What to produce:
What you return must be every line from the beginning of the data through the line holding "changes the mode.", unchanged.

Exercise data START

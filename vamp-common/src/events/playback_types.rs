//! Playback-related type definitions
//!
//! Supporting types carried in event payloads: the engine mode and the
//! track/region snapshots published on load and edit.

use serde::{Deserialize, Serialize};
use uuid::Uuid;

/// Engine playback mode
///
/// `paused` is tracked separately and never changes the mode.
#[derive(Debug, Clone, Copy, Serialize, Deserialize, PartialEq, Eq, Hash, Default)]
#[serde(rename_all = "snake_case")]
pub enum PlaybackMode {
    /// Nothing playing (initial state)
    #[default]
    Stopped,
    /// Linear playback from the streaming backend
    TransportPlaying,
    /// Pre-built loop buffer repeating on the closed-loop backend
    LoopPlaying,
    /// Exit patch bridging the loop end to the resumed transport
    ExitingLoop,
}

impl PlaybackMode {
    /// True for every mode that produces audio
    pub fn is_playing(&self) -> bool {
        !matches!(self, PlaybackMode::Stopped)
    }

    /// True while the loop backend owns the output
    pub fn is_loop(&self) -> bool {
        matches!(self, PlaybackMode::LoopPlaying | PlaybackMode::ExitingLoop)
    }
}

impl std::fmt::Display for PlaybackMode {
    fn fmt(&self, f: &mut std::fmt::Formatter<'_>) -> std::fmt::Result {
        match self {
            PlaybackMode::Stopped => write!(f, "Stopped"),
            PlaybackMode::TransportPlaying => write!(f, "TransportPlaying"),
            PlaybackMode::LoopPlaying => write!(f, "LoopPlaying"),
            PlaybackMode::ExitingLoop => write!(f, "ExitingLoop"),
        }
    }
}

/// Snapshot of a loaded track, published with `song_loaded`
#[derive(Debug, Clone, PartialEq, Eq, Serialize, Deserialize)]
pub struct TrackInfo {
    /// Content fingerprint identifying the song across renames
    pub song_id: String,
    /// Source file path
    pub path: String,
    /// Duration in ticks
    pub duration_ticks: i64,
    pub sample_rate: u32,
    pub channels: u16,
}

/// Snapshot of the armed loop region, published with `loop_points_changed`
#[derive(Debug, Clone, PartialEq, Eq, Serialize, Deserialize)]
pub struct RegionInfo {
    pub id: Uuid,
    pub name: String,
    pub loop_in_ticks: i64,
    pub loop_out_ticks: i64,
    pub crossfade_ms: u32,
    pub entry_fade_ms: u32,
    pub exit_fade_ms: u32,
    /// Region version after the edit; loop buffers built for older
    /// versions are stale
    pub version: u64,
}
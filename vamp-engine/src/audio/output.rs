//! Audio output using cpal
//!
//! Opens an output device and pulls audio from a [`DeckRenderer`] inside
//! the cpal callback. The deck renders at the loaded track's rate and
//! channel count; the callback maps that layout onto the device channels.

use crate::error::{Error, Result};
use crate::playback::software::DeckRenderer;
use cpal::traits::{DeviceTrait, HostTrait, StreamTrait};
use cpal::{Device, FromSample, Sample, SampleFormat, SizedSample, Stream, StreamConfig};
use std::sync::atomic::{AtomicU32, Ordering};
use std::sync::{Arc, Mutex, PoisonError};
use tracing::{debug, error, info, warn};

/// Audio output manager using cpal
pub struct AudioOutput {
    device: Device,
    config: StreamConfig,
    sample_format: SampleFormat,
    stream: Option<Stream>,
    volume: Arc<Mutex<f32>>,
    health: StreamHealth,
}

/// Stream errors reported by the device callback, not yet handled
#[derive(Debug, Clone, Default)]
pub struct StreamHealth {
    pending: Arc<AtomicU32>,
}

impl StreamHealth {
    /// Count one error; called from the device error callback
    pub fn record(&self) {
        self.pending.fetch_add(1, Ordering::SeqCst);
    }

    /// Errors recorded since the last call, if any
    pub fn take_errors(&self) -> Option<u32> {
        match self.pending.swap(0, Ordering::SeqCst) {
            0 => None,
            n => Some(n),
        }
    }
}

impl AudioOutput {
    /// List available audio output devices
    pub fn list_devices() -> Result<Vec<String>> {
        let host = cpal::default_host();

        let devices: Vec<String> = host
            .output_devices()
            .map_err(|e| Error::AudioOutput(format!("Failed to enumerate devices: {}", e)))?
            .filter_map(|device| device.name().ok())
            .collect();

        debug!("Found {} output devices", devices.len());
        Ok(devices)
    }

    /// Open an output device for audio at `sample_rate` / `channels`
    ///
    /// Falls back to the default device when `device_name` is not found,
    /// and to the device's default configuration when the requested rate
    /// is unsupported (playback is then pitched; a warning is logged).
    pub fn open(device_name: Option<&str>, sample_rate: u32, channels: u16) -> Result<Self> {
        let host = cpal::default_host();

        let device = match device_name {
            Some(name) => {
                let mut devices = host.output_devices().map_err(|e| {
                    Error::AudioOutput(format!("Failed to enumerate devices: {}", e))
                })?;
                match devices.find(|d| d.name().ok().as_deref() == Some(name)) {
                    Some(device) => {
                        info!("Using audio device: {}", name);
                        device
                    }
                    None => {
                        warn!("Audio device '{}' not found, falling back to default", name);
                        host.default_output_device().ok_or_else(|| {
                            Error::AudioOutput(format!(
                                "Device '{}' not found and no default device available",
                                name
                            ))
                        })?
                    }
                }
            }
            None => host
                .default_output_device()
                .ok_or_else(|| Error::AudioOutput("No default output device found".to_string()))?,
        };

        let (config, sample_format) = Self::best_config(&device, sample_rate, channels)?;
        debug!(
            "Audio config: sample_rate={}, channels={}, format={:?}",
            config.sample_rate.0, config.channels, sample_format
        );

        Ok(Self {
            device,
            config,
            sample_format,
            stream: None,
            volume: Arc::new(Mutex::new(1.0)),
            health: StreamHealth::default(),
        })
    }

    /// Pick a configuration running at `sample_rate`, preferring the
    /// track's channel count and f32 samples
    fn best_config(
        device: &Device,
        sample_rate: u32,
        channels: u16,
    ) -> Result<(StreamConfig, SampleFormat)> {
        let supported: Vec<_> = device
            .supported_output_configs()
            .map_err(|e| Error::AudioOutput(format!("Failed to get device configs: {}", e)))?
            .filter(|c| c.min_sample_rate().0 <= sample_rate && c.max_sample_rate().0 >= sample_rate)
            .collect();

        let rank = |c: &cpal::SupportedStreamConfigRange| {
            (
                c.channels() == channels,
                c.channels() >= channels,
                c.sample_format() == SampleFormat::F32,
            )
        };
        if let Some(best) = supported.into_iter().max_by_key(rank) {
            let sample_format = best.sample_format();
            let config = best.with_sample_rate(cpal::SampleRate(sample_rate)).config();
            return Ok((config, sample_format));
        }

        let fallback = device
            .default_output_config()
            .map_err(|e| Error::AudioOutput(format!("Failed to get default config: {}", e)))?;
        warn!(
            "Device does not support {} Hz; using {} Hz",
            sample_rate,
            fallback.sample_rate().0
        );
        Ok((fallback.config(), fallback.sample_format()))
    }

    /// Start the stream, rendering from `renderer`
    ///
    /// The callback runs on the real-time audio thread. It holds the deck
    /// lock for one device buffer at a time.
    pub fn start(&mut self, renderer: DeckRenderer) -> Result<()> {
        info!("Starting audio stream");

        let stream = match self.sample_format {
            SampleFormat::F32 => self.build_stream::<f32>(renderer)?,
            SampleFormat::I16 => self.build_stream::<i16>(renderer)?,
            SampleFormat::U16 => self.build_stream::<u16>(renderer)?,
            sample_format => {
                return Err(Error::AudioOutput(format!(
                    "Unsupported sample format: {:?}",
                    sample_format
                )));
            }
        };

        stream
            .play()
            .map_err(|e| Error::AudioOutput(format!("Failed to start stream: {}", e)))?;
        self.stream = Some(stream);

        info!("Audio stream started");
        Ok(())
    }

    fn build_stream<T>(&self, renderer: DeckRenderer) -> Result<Stream>
    where
        T: SizedSample + FromSample<f32>,
    {
        let device_channels = self.config.channels as usize;
        let volume = Arc::clone(&self.volume);
        let health = self.health.clone();
        let mut scratch: Vec<f32> = Vec::new();

        self.device
            .build_output_stream(
                &self.config,
                move |data: &mut [T], _: &cpal::OutputCallbackInfo| {
                    let frames = data.len() / device_channels;
                    let deck_channels = renderer.channels() as usize;
                    scratch.resize(frames * deck_channels, 0.0);
                    renderer.render(&mut scratch);

                    let gain = *volume.lock().unwrap_or_else(PoisonError::into_inner);
                    for (out, src) in data
                        .chunks_exact_mut(device_channels)
                        .zip(scratch.chunks_exact(deck_channels))
                    {
                        for (c, sample) in out.iter_mut().enumerate() {
                            let value = map_channel(src, c) * gain;
                            *sample = T::from_sample(value.clamp(-1.0, 1.0));
                        }
                    }
                },
                move |err| {
                    error!("Audio stream error: {}", err);
                    health.record();
                },
                None,
            )
            .map_err(|e| Error::AudioOutput(format!("Failed to build stream: {}", e)))
    }

    /// Stop the stream
    pub fn stop(&mut self) -> Result<()> {
        if let Some(stream) = self.stream.take() {
            info!("Stopping audio stream");
            stream
                .pause()
                .map_err(|e| Error::AudioOutput(format!("Failed to pause stream: {}", e)))?;
        }
        Ok(())
    }

    /// Set output volume, clamped to `[0.0, 1.0]`
    pub fn set_volume(&self, volume: f32) {
        let clamped = volume.clamp(0.0, 1.0);
        *self.volume.lock().unwrap_or_else(PoisonError::into_inner) = clamped;
        debug!("Volume set to {:.2}", clamped);
    }

    pub fn volume(&self) -> f32 {
        *self.volume.lock().unwrap_or_else(PoisonError::into_inner)
    }

    pub fn device_name(&self) -> String {
        self.device
            .name()
            .unwrap_or_else(|_| "Unknown".to_string())
    }

    pub fn sample_rate(&self) -> u32 {
        self.config.sample_rate.0
    }

    pub fn channels(&self) -> u16 {
        self.config.channels
    }

    /// Error counter shared with the stream's error callback
    pub fn health(&self) -> StreamHealth {
        self.health.clone()
    }
}

impl Drop for AudioOutput {
    fn drop(&mut self) {
        let _ = self.stop();
    }
}

/// Sample for device channel `channel` from one deck frame
///
/// Mono feeds every device channel; otherwise channels map one to one and
/// device channels past the source are silent.
fn map_channel(frame: &[f32], channel: usize) -> f32 {
    match frame.len() {
        0 => 0.0,
        1 => frame[0],
        _ => frame.get(channel).copied().unwrap_or(0.0),
    }
}

#[cfg(test)]
mod tests {
    use super::*;

    #[test]
    fn test_list_devices() {
        // Needs audio hardware; only check it does not panic
        let result = AudioOutput::list_devices();
        assert!(result.is_ok() || result.is_err());
    }

    #[test]
    fn test_stream_errors_taken_once() {
        let health = StreamHealth::default();
        let callback = health.clone();
        assert_eq!(health.take_errors(), None);

        callback.record();
        callback.record();
        assert_eq!(health.take_errors(), Some(2));
        assert_eq!(health.take_errors(), None);
    }

    #[test]
    fn test_mono_feeds_every_channel() {
        let frame = [0.25];
        assert_eq!(map_channel(&frame, 0), 0.25);
        assert_eq!(map_channel(&frame, 1), 0.25);
        assert_eq!(map_channel(&frame, 5), 0.25);
    }

    #[test]
    fn test_stereo_maps_one_to_one() {
        let frame = [0.5, -0.5];
        assert_eq!(map_channel(&frame, 0), 0.5);
        assert_eq!(map_channel(&frame, 1), -0.5);
        assert_eq!(map_channel(&frame, 2), 0.0);
    }
}
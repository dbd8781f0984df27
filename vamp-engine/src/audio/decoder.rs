//! PCM source: whole-file decoding using symphonia
//!
//! The engine needs random access to every frame of the song (loop slices,
//! exit patches, seeking), so files are decoded in full before a song is
//! loaded. Decoding is blocking; async callers run it on the blocking pool.

use crate::audio::Track;
use crate::error::{Error, Result};
use crate::persistence::fingerprint_file;
use std::path::Path;
use symphonia::core::audio::SampleBuffer;
use symphonia::core::codecs::{DecoderOptions, CODEC_TYPE_NULL};
use symphonia::core::errors::Error as SymphoniaError;
use symphonia::core::formats::FormatOptions;
use symphonia::core::io::{MediaSource, MediaSourceStream};
use symphonia::core::meta::MetadataOptions;
use symphonia::core::probe::Hint;
use tracing::{debug, info, warn};

/// Decoded interleaved PCM at the file's native rate and channel count
#[derive(Debug, Clone)]
pub struct DecodedAudio {
    pub samples: Vec<f32>,
    pub sample_rate: u32,
    pub channels: u16,
}

/// Anything that can turn a file into PCM
pub trait PcmSource: Send + Sync {
    /// Decode the whole file
    ///
    /// # Errors
    /// - `UnsupportedFormat`: no demuxer or codec for the file
    /// - `Decode`: unreadable file or corrupt stream
    fn decode(&self, path: &Path) -> Result<DecodedAudio>;
}

/// Default PCM source backed by symphonia
///
/// Supports MP3, FLAC, AAC/M4A, Vorbis and WAV.
#[derive(Debug, Default, Clone, Copy)]
pub struct SymphoniaSource;

impl PcmSource for SymphoniaSource {
    fn decode(&self, path: &Path) -> Result<DecodedAudio> {
        debug!("Decoding entire file: {}", path.display());

        let file = std::fs::File::open(path)
            .map_err(|e| Error::Decode(format!("Failed to open file {}: {}", path.display(), e)))?;

        // Create a hint to help the format registry guess the format
        let mut hint = Hint::new();
        if let Some(ext) = path.extension().and_then(|e| e.to_str()) {
            hint.with_extension(ext);
        }

        decode_stream(Box::new(file), &hint).map_err(|e| match e {
            Error::UnsupportedFormat(msg) => {
                Error::UnsupportedFormat(format!("{}: {}", path.display(), msg))
            }
            Error::Decode(msg) => Error::Decode(format!("{}: {}", path.display(), msg)),
            other => other,
        })
    }
}

/// Decode every packet of the first audio track in `source`
///
/// A read failure mid-stream is an error, never a shortened track.
fn decode_stream(source: Box<dyn MediaSource>, hint: &Hint) -> Result<DecodedAudio> {
    let mss = MediaSourceStream::new(source, Default::default());

    let probed = symphonia::default::get_probe()
        .format(hint, mss, &FormatOptions::default(), &MetadataOptions::default())
        .map_err(|e| Error::UnsupportedFormat(e.to_string()))?;

    let mut format = probed.format;

    let track = format
        .tracks()
        .iter()
        .find(|t| t.codec_params.codec != CODEC_TYPE_NULL)
        .ok_or_else(|| Error::UnsupportedFormat("No audio track found".to_string()))?;

    let track_id = track.id;
    let mut sample_rate = track.codec_params.sample_rate;
    let mut channels = track.codec_params.channels.map(|c| c.count() as u16);

    let mut decoder = symphonia::default::get_codecs()
        .make(&track.codec_params, &DecoderOptions::default())
        .map_err(|e| Error::UnsupportedFormat(format!("Failed to create decoder: {}", e)))?;

    let mut samples = Vec::new();
    let mut sample_buf: Option<SampleBuffer<f32>> = None;
    let mut buf_frames = 0u64;

    loop {
        let packet = match format.next_packet() {
            Ok(packet) => packet,
            Err(SymphoniaError::IoError(ref e))
                if e.kind() == std::io::ErrorKind::UnexpectedEof =>
            {
                debug!("Reached end of file");
                break;
            }
            Err(SymphoniaError::ResetRequired) => {
                return Err(Error::Decode(
                    "Stream reset required mid-decode".to_string(),
                ));
            }
            Err(e) => {
                warn!("Error reading packet: {}", e);
                return Err(Error::Decode(format!("Error reading packet: {}", e)));
            }
        };

        // Skip packets for other tracks
        if packet.track_id() != track_id {
            continue;
        }

        let decoded = match decoder.decode(&packet) {
            Ok(decoded) => decoded,
            Err(SymphoniaError::DecodeError(e)) => {
                warn!("Skipping corrupt packet: {}", e);
                continue;
            }
            Err(e) => return Err(Error::Decode(e.to_string())),
        };

        let spec = *decoded.spec();
        sample_rate.get_or_insert(spec.rate);
        channels.get_or_insert(spec.channels.count() as u16);

        // Reallocate only when a packet outgrows the current buffer
        let needed_frames = decoded.capacity() as u64;
        if sample_buf.is_none() || needed_frames > buf_frames {
            sample_buf = Some(SampleBuffer::<f32>::new(needed_frames, spec));
            buf_frames = needed_frames;
        }
        if let Some(buf) = sample_buf.as_mut() {
            buf.copy_interleaved_ref(decoded);
            samples.extend_from_slice(buf.samples());
        }
    }

    let sample_rate =
        sample_rate.ok_or_else(|| Error::Decode("Sample rate not found".to_string()))?;
    let channels = channels.ok_or_else(|| Error::Decode("Channel count not found".to_string()))?;

    if samples.is_empty() {
        return Err(Error::Decode("No audio decoded".to_string()));
    }

    debug!(
        "Decoded {} frames, sample_rate={}, channels={}",
        samples.len() / channels as usize,
        sample_rate,
        channels
    );

    Ok(DecodedAudio {
        samples,
        sample_rate,
        channels,
    })
}

/// Decode a file and fingerprint it into a [`Track`]
pub fn load_track(source: &dyn PcmSource, path: &Path) -> Result<Track> {
    let decoded = source.decode(path)?;
    let song_id = fingerprint_file(path)?;
    let track = Track::new(
        song_id,
        path,
        decoded.samples,
        decoded.sample_rate,
        decoded.channels,
    )?;

    info!(
        "Loaded {} ({:.3}s, {} Hz, {} ch)",
        path.display(),
        track.duration_seconds(),
        track.sample_rate(),
        track.channels()
    );
    Ok(track)
}
//! vamp-engine - play a song with a seamless vamp
//!
//! Opens a file, arms its saved vamp (or one given on the command line),
//! plays through the default audio device and logs every engine event.

use std::fs::OpenOptions;
use std::path::PathBuf;
use std::sync::Arc;
use std::time::Duration;

use anyhow::{Context, Result};
use clap::Parser;
use tokio::signal;
use tokio::time::{interval, MissedTickBehavior};
use tracing::{info, warn};
use tracing_subscriber::{layer::SubscriberExt, util::SubscriberInitExt};

use vamp_common::config::{load_config, resolve_data_dir};
use vamp_common::events::{EventBus, PlaybackMode, VampEvent};
use vamp_common::timing::{format_ticks, seconds_to_ticks};
use vamp_engine::audio::{AudioOutput, SymphoniaSource};
use vamp_engine::persistence::SongStore;
use vamp_engine::playback::{
    DeckSettings, ExitStyle, ExitTiming, PlaybackModeController, PositionMonitor, SoftwareDeck,
};
use vamp_engine::session::Session;

/// Command-line arguments for vamp-engine
#[derive(Parser, Debug)]
#[command(name = "vamp-engine")]
#[command(about = "Seamless loop playback for a single track")]
#[command(version)]
struct Args {
    /// Audio file to play
    #[arg(required_unless_present = "list_devices")]
    file: Option<PathBuf>,

    /// Loop in point (seconds); needs --loop-out
    #[arg(long, requires = "loop_out")]
    loop_in: Option<f64>,

    /// Loop out point (seconds); needs --loop-in
    #[arg(long, requires = "loop_in")]
    loop_out: Option<f64>,

    /// Configuration file (overrides VAMP_CONFIG)
    #[arg(short, long)]
    config: Option<PathBuf>,

    /// Data directory for saved vamps
    #[arg(long, env = "VAMP_DATA_DIR")]
    data_dir: Option<PathBuf>,

    /// Leave the vamp at the boundary after this many cycles
    #[arg(long)]
    exit_after: Option<u64>,

    /// Fade the vamp out instead of continuing the song
    #[arg(long)]
    fade_exit: bool,

    /// Output device name (default device when omitted)
    #[arg(short, long)]
    device: Option<String>,

    /// Print the available output devices and exit
    #[arg(long)]
    list_devices: bool,

    /// Output volume, 0.0 to 1.0
    #[arg(long, default_value_t = 1.0)]
    volume: f32,

    /// Save the song's vamps when playback ends
    #[arg(long)]
    save: bool,
}

#[tokio::main]
async fn main() -> Result<()> {
    let args = Args::parse();

    let config = load_config(args.config.as_deref()).context("Failed to load configuration")?;

    let level = &config.logging.level;
    let file_layer = match &config.logging.file {
        Some(path) => {
            let file = OpenOptions::new()
                .create(true)
                .append(true)
                .open(path)
                .with_context(|| format!("Failed to open log file {}", path.display()))?;
            Some(
                tracing_subscriber::fmt::layer()
                    .with_ansi(false)
                    .with_writer(Arc::new(file)),
            )
        }
        None => None,
    };
    tracing_subscriber::registry()
        .with(
            tracing_subscriber::EnvFilter::try_from_default_env().unwrap_or_else(|_| {
                format!("vamp_engine={},vamp_common={}", level, level).into()
            }),
        )
        .with(tracing_subscriber::fmt::layer())
        .with(file_layer)
        .init();

    info!("Starting vamp-engine v{}", env!("CARGO_PKG_VERSION"));

    if args.list_devices {
        for name in AudioOutput::list_devices().context("Failed to list output devices")? {
            println!("{}", name);
        }
        return Ok(());
    }
    let file = args.file.context("No audio file given")?;

    let data_dir = resolve_data_dir(args.data_dir.as_deref(), &config);
    let store = SongStore::open(&data_dir).context("Failed to open song store")?;

    let deck = SoftwareDeck::new(DeckSettings::default(), 44_100, 2);
    let events = EventBus::new(config.event_capacity);
    let controller = PlaybackModeController::new(
        config.clone(),
        events.clone(),
        Box::new(deck.transport()),
        Box::new(deck.looper()),
    );
    let (player, monitor) = PositionMonitor::spawn(controller);
    let mut subscription = events.subscribe_all();

    let mut session = Session::new(player.clone(), Arc::new(SymphoniaSource), store);
    let track = session
        .open(&file)
        .await
        .with_context(|| format!("Failed to open {}", file.display()))?;

    if let (Some(loop_in), Some(loop_out)) = (args.loop_in, args.loop_out) {
        session
            .set_loop_points(seconds_to_ticks(loop_in), seconds_to_ticks(loop_out))
            .await
            .context("Invalid loop points")?;
    }

    let mut output = AudioOutput::open(args.device.as_deref(), track.sample_rate(), track.channels())
        .context("Failed to open audio output")?;
    output.set_volume(args.volume);
    output
        .start(deck.renderer())
        .context("Failed to start audio output")?;
    info!(
        "Output: {} at {} Hz, volume {:.2}",
        output.device_name(),
        output.sample_rate(),
        output.volume()
    );
    let health = output.health();
    let mut health_check = interval(Duration::from_millis(500));
    health_check.set_missed_tick_behavior(MissedTickBehavior::Skip);

    player.play().await.context("Failed to start playback")?;

    let exit_style = if args.fade_exit {
        ExitStyle::Fade
    } else {
        ExitStyle::Patch
    };
    let mut exit_requested = false;

    loop {
        tokio::select! {
            _ = signal::ctrl_c() => {
                info!("Interrupted");
                break;
            }
            _ = health_check.tick() => {
                if let Some(count) = health.take_errors() {
                    warn!("Audio output failed ({} stream errors), stopping", count);
                    player.stop().await.ok();
                    events.emit_lossy(VampEvent::ErrorNotice {
                        message: format!("Audio output failed ({} stream errors)", count),
                    });
                    break;
                }
            }
            event = subscription.recv() => {
                let Some(event) = event else { break };
                match &event {
                    VampEvent::PositionUpdate { .. } => {}
                    other => info!("event: {}", serde_json::to_string(other)?),
                }
                match event {
                    VampEvent::PositionUpdate { position_ticks, in_loop: true } => {
                        if let Some(cycles) = args.exit_after {
                            if !exit_requested && player.snapshot().await?.completed_cycles >= cycles {
                                exit_requested = true;
                                info!("Leaving vamp at {}", format_ticks(position_ticks));
                                player.request_exit(ExitTiming::AtBoundary, exit_style).await?;
                            }
                        }
                    }
                    VampEvent::SongEnded => break,
                    VampEvent::StateChange { new_mode: PlaybackMode::Stopped, .. } if exit_requested => break,
                    VampEvent::ErrorNotice { message } => warn!("Engine notice: {}", message),
                    _ => {}
                }
            }
        }
    }

    if args.save {
        session.save().context("Failed to save vamps")?;
    }

    player.shutdown().await.ok();
    monitor.await.context("Monitor task panicked")?;
    output.stop().context("Failed to stop audio output")?;

    info!("vamp-engine stopped");
    Ok(())
}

Exercise data END

Answer for this exercise:
filename vamp-common/src/events/playback_types.rs
//! Playback-related type definitions
//!
//! Supporting types carried in event payloads: the engine mode and the
//! track/region snapshots published on load and edit.

use serde::{Deserialize, Serialize};
use uuid::Uuid;

/// Engine playback mode
///
/// `paused` is tracked separately and never changes the mode.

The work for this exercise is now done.